Reza Farahan: From Chic to Shah
BY Bryan Van Gorder
May 03 2012 3:38 PM ET
Reza Farahan, the 38-year-old gay star of Bravo’s Shahs of Sunset, is known among the show’s fans for his pocket squares, larger-than-life persona and online rants. Born in Tehran and raised in Beverly Hills, Reza has found himself in the fortunate (if somewhat unexpected) position of being representative of out and proud Persians.
The Advocate: What’s changed now that you’ve been on the show?
Reza Farahan: On one level, I realize that when I’m in line at Starbucks and someone is cruising me, they’re probably looking at me because they recognize me from the show as opposed to before when they just wanted to get into my pants. On a totally different level, I get a lot of messages from gay Persian teens about how I’ve inspired them to come out, or that they appreciate that I’m out, stuff like that. That’s obviously amazing.
When did you come out?
For a Persian, I came out very young. I was 21. I had just moved back from San Francisco and my mom confronted me one morning after a night out drinking. I think she knew, but for some reason used that opportunity to ask me if I were gay. I just decided in that moment to be honest. I don’t know how or where I got the strength, but thank God I did.
How did she react?
At first she was hysterical, but then she looked at me and said, “You’re my son. I love you.”
Has being on Shahs brought to light any challenges faced by others in your community?
People reach out to me all the time and ask me if I can help them, talk to their families for them, be there for them to offer advice, to be their friend — all of which I’ve said I’d do.
Now that you’ve wrapped your first season, what kind of feedback have you gotten from the Persian community?
The funny thing is, if we’re just going to focus on the Persian community, the reaction, especially in New York, has been amazing, loving, supportive, excited. They interact with me on Facebook and Twitter, they want to be a part of it and genuinely want to express their appreciation for the recognition we’re getting. The Persians in L.A., not so much.
Why do you think that is?
I think the New York Persians are more open-minded and can appreciate the show for what it is. I have to say I was surprised by how negative the community was here [in Los Angeles] especially before they even knew what the show was about. And the irony is, a lot of those people, now that they’ve watched the show, have become fans.
Do you think the show represents you accurately?
Any comments for people who aren’t happy about the fact that you’re gay and Persian and on TV?
They can kiss my gay Persian ass.
I saw you did an “It Gets Better” video, anything else you would want to add to that?

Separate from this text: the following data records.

use std::f64::consts::FRAC_PI_2;

use tracing::{debug, trace};

/*
One-Pole Low-Pass
=================

A first-order Butterworth low-pass, designed by bilinear transform with
frequency prewarping. The analog prototype is

    H(s) = ωc / (s + ωc)

Substituting s = (1 - z⁻¹) / (1 + z⁻¹) with the prewarped corner
K = tan(π · Wn / 2) gives

            K (1 + z⁻¹)
    H(z) = ─────────────────────
           (1 + K) + (K - 1) z⁻¹

so, normalised to a[0] = 1:

    b = [ K/(1+K),  K/(1+K) ]
    a = [ 1,        (K-1)/(K+1) ]

where Wn = cutoff / nyquist. The filter runs as the direct-form difference
equation

    y[n] = b0·x[n] + b1·x[n-1] - a1·y[n-1]

with x[-1] = y[-1] = 0 for every call: there is no memory between renders.

| Wn        | K        | behaviour                         |
| --------- | -------- | --------------------------------- |
| → 0       | → 0      | b → 0, a1 → -1: passes only DC    |
| 0.5       | 1        | b = 0.5, a1 = 0: two-tap average  |
| → 1       | → ∞      | b → 1, a1 → 1: H(z) → 1           |

Wn outside (0, 1) is clamped just inside the interval. A cutoff above Nyquist
therefore degrades to a near pass-through rather than an error.

Filtering is not idempotent: running a filtered buffer through the same
filter attenuates it again.
*/

/// Smallest distance kept between the normalised cutoff and 0 or 1.
const CUTOFF_EPSILON: f64 = 1e-6;

/// `(b, a)` coefficient pairs of a first-order IIR filter, `a[0] == 1`.
#[derive(Debug, Clone, Copy, PartialEq)]
pub struct FilterCoefficients {
    pub b: [f64; 2],
    pub a: [f64; 2],
}

impl FilterCoefficients {
    /// Butterworth order-1 low-pass for `cutoff_hz` at `sample_rate_hz`.
    ///
    /// Pure: the same inputs always produce the same coefficients, and nothing
    /// is cached, so a sample-rate change can never leave stale values behind.
    pub fn lowpass(cutoff_hz: f64, sample_rate_hz: f64) -> Self {
        let nyquist = 0.5 * sample_rate_hz;
        let requested = cutoff_hz / nyquist;
        let normalized = normalize_cutoff(requested);
        if normalized != requested {
            debug!(
                cutoff_hz,
                sample_rate_hz, normalized, "cutoff outside (0, nyquist), clamped"
            );
        }

        let k = (FRAC_PI_2 * normalized).tan();
        let gain = k / (1.0 + k);
        let coefficients = Self {
            b: [gain, gain],
            a: [1.0, (k - 1.0) / (k + 1.0)],
        };
        trace!(?coefficients, cutoff_hz, sample_rate_hz, "derived low-pass");
        coefficients
    }
}

fn normalize_cutoff(normalized: f64) -> f64 {
    if normalized.is_nan() {
        return 1.0 - CUTOFF_EPSILON;
    }
    normalized.clamp(CUTOFF_EPSILON, 1.0 - CUTOFF_EPSILON)
}

/// First-order low-pass over a whole buffer.
#[derive(Debug, Clone, Copy, PartialEq)]
pub struct OnePoleLowPass {
    pub cutoff_hz: f64,
}

impl OnePoleLowPass {
    pub fn new(cutoff_hz: f64) -> Self {
        Self { cutoff_hz }
    }

    pub fn set_cutoff(&mut self, cutoff_hz: f64) {
        self.cutoff_hz = cutoff_hz;
    }

    /// Coefficients for this cutoff at `sample_rate_hz`, derived on every call.
    pub fn coefficients(&self, sample_rate_hz: f64) -> FilterCoefficients {
        FilterCoefficients::lowpass(self.cutoff_hz, sample_rate_hz)
    }

    /// Filter `buffer` in place, starting from zero filter memory.
    pub fn render(&self, buffer: &mut [f64], sample_rate_hz: f64) {
        apply(&self.coefficients(sample_rate_hz), buffer);
    }
}

/// Run the direct-form difference equation over `buffer` in place.
pub fn apply(coefficients: &FilterCoefficients, buffer: &mut [f64]) {
    let FilterCoefficients { b, a } = *coefficients;
    let mut x1 = 0.0;
    let mut y1 = 0.0;

    for sample in buffer.iter_mut() {
        let x0 = *sample;
        let y0 = b[0] * x0 + b[1] * x1 - a[1] * y1;
        x1 = x0;
        y1 = y0;
        *sample = y0;
    }
}

#[cfg(test)]
mod tests {
    use super::*;
    use crate::dsp::oscillator::Oscillator;

    const SAMPLE_RATE: f64 = 48_000.0;

    fn sine(freq: f64, len: usize) -> Vec<f64> {
        let mut buffer = vec![0.0; len];
        Oscillator::sine().frequency(freq).render(&mut buffer, SAMPLE_RATE);
        buffer
    }

    fn peak_after_transient(buffer: &[f64]) -> f64 {
        let skip = buffer.len().min(64);
        buffer[skip..].iter().fold(0.0f64, |acc, &x| acc.max(x.abs()))
    }

    #[test]
    fn half_nyquist_is_two_tap_average() {
        let c = FilterCoefficients::lowpass(12_000.0, SAMPLE_RATE);
        assert!((c.b[0] - 0.5).abs() < 1e-12);
        assert!((c.b[1] - 0.5).abs() < 1e-12);
        assert_eq!(c.a[0], 1.0);
        assert!(c.a[1].abs() < 1e-12);
    }

    #[test]
    fn unity_dc_gain() {
        let c = FilterCoefficients::lowpass(1_000.0, SAMPLE_RATE);
        let dc_gain = (c.b[0] + c.b[1]) / (c.a[0] + c.a[1]);
        assert!((dc_gain - 1.0).abs() < 1e-9);

        let mut buffer = vec![1.0; 2_048];
        apply(&c, &mut buffer);
        assert!((buffer[2_047] - 1.0).abs() < 1e-6);
    }

    #[test]
    fn coefficients_follow_sample_rate() {
        let filter = OnePoleLowPass::new(2_000.0);
        assert_ne!(filter.coefficients(44_100.0), filter.coefficients(48_000.0));
        assert_eq!(
            filter.coefficients(44_100.0),
            FilterCoefficients::lowpass(2_000.0, 44_100.0)
        );
    }

    #[test]
    fn cutoff_above_nyquist_is_clamped_to_pass_through() {
        let c = FilterCoefficients::lowpass(40_000.0, SAMPLE_RATE);
        assert!(c.b.iter().all(|b| b.is_finite()));
        assert!((c.b[0] - 1.0).abs() < 1e-5);
        assert!((c.a[1] - 1.0).abs() < 1e-5);

        let mut buffer = sine(3_000.0, 512);
        let original = buffer.clone();
        apply(&c, &mut buffer);
        for (filtered, dry) in buffer.iter().zip(&original) {
            assert!((filtered - dry).abs() < 1e-3);
        }
    }

    #[test]
    fn non_positive_cutoff_stays_finite() {
        for cutoff in [0.0, -100.0, f64::NAN] {
            let c = FilterCoefficients::lowpass(cutoff, SAMPLE_RATE);
            assert!(c.b.iter().chain(&c.a).all(|v| v.is_finite()), "{cutoff}");
        }
    }

    #[test]
    fn attenuates_above_cutoff() {
        let filter = OnePoleLowPass::new(500.0);

        let mut low = sine(100.0, 4_800);
        filter.render(&mut low, SAMPLE_RATE);
        let mut high = sine(10_000.0, 4_800);
        filter.render(&mut high, SAMPLE_RATE);

        let pass = peak_after_transient(&low);
        let stop = peak_after_transient(&high);
        assert!(pass > 0.9, "passband peak {pass}");
        assert!(stop < 0.1, "stopband peak {stop}");
    }

    #[test]
    fn refiltering_changes_the_signal() {
        let filter = OnePoleLowPass::new(2_000.0);
        let mut once = sine(3_000.0, 1_024);
        filter.render(&mut once, SAMPLE_RATE);
        let mut twice = once.clone();
        filter.render(&mut twice, SAMPLE_RATE);

        assert!(peak_after_transient(&twice) < peak_after_transient(&once));
    }

    #[test]
    fn each_render_starts_from_zero_memory() {
        let filter = OnePoleLowPass::new(1_000.0);
        let mut first = vec![1.0; 16];
        let mut second = vec![1.0; 16];
        filter.render(&mut first, SAMPLE_RATE);
        filter.render(&mut second, SAMPLE_RATE);
        assert_eq!(first, second);
    }
}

Yes, there’s this organization called IRQR and this guy helps Persian homosexuals flee from Iran. It’s kind of like the Underground Railroad for gay Persians. If I could somehow, on a grassroots level, connect to him and help him out, I’d really like to do that. I’ve reached out to him, but he’s based in Canada and so it’s not like I can roll up to his office and be like, “Here I am.”
Has being on the show opened up a whole new dating pool?
Yes and no. People on reality shows get mad, crazy love. But, I’m very grounded in the fact that some people gravitate toward me because of a belief they have or a connection they think they have to me when a connection doesn’t exist. So I don’t take that for granted.
Let’s talk about your mustache. It seems to have spawned its own fan club and, on its own, become a gay icon.
My mustache has serious groupies. And, its own twitter handle, @rezas_mustache, that was started by a fan.
Have there been any surprises along the way?
The one thing I guess I didn’t think about or know would happen when I signed up to do Shahs is that I’m living as an out gay man on a massive scale. I didn’t know how much freedom would come with that. It’s like wearing a Star of David so that everyone knows you’re Jewish before they meet you. There’s a part of me now out there in the forefront so, when we meet we don’t have to talk about it. It’s actually very freeing.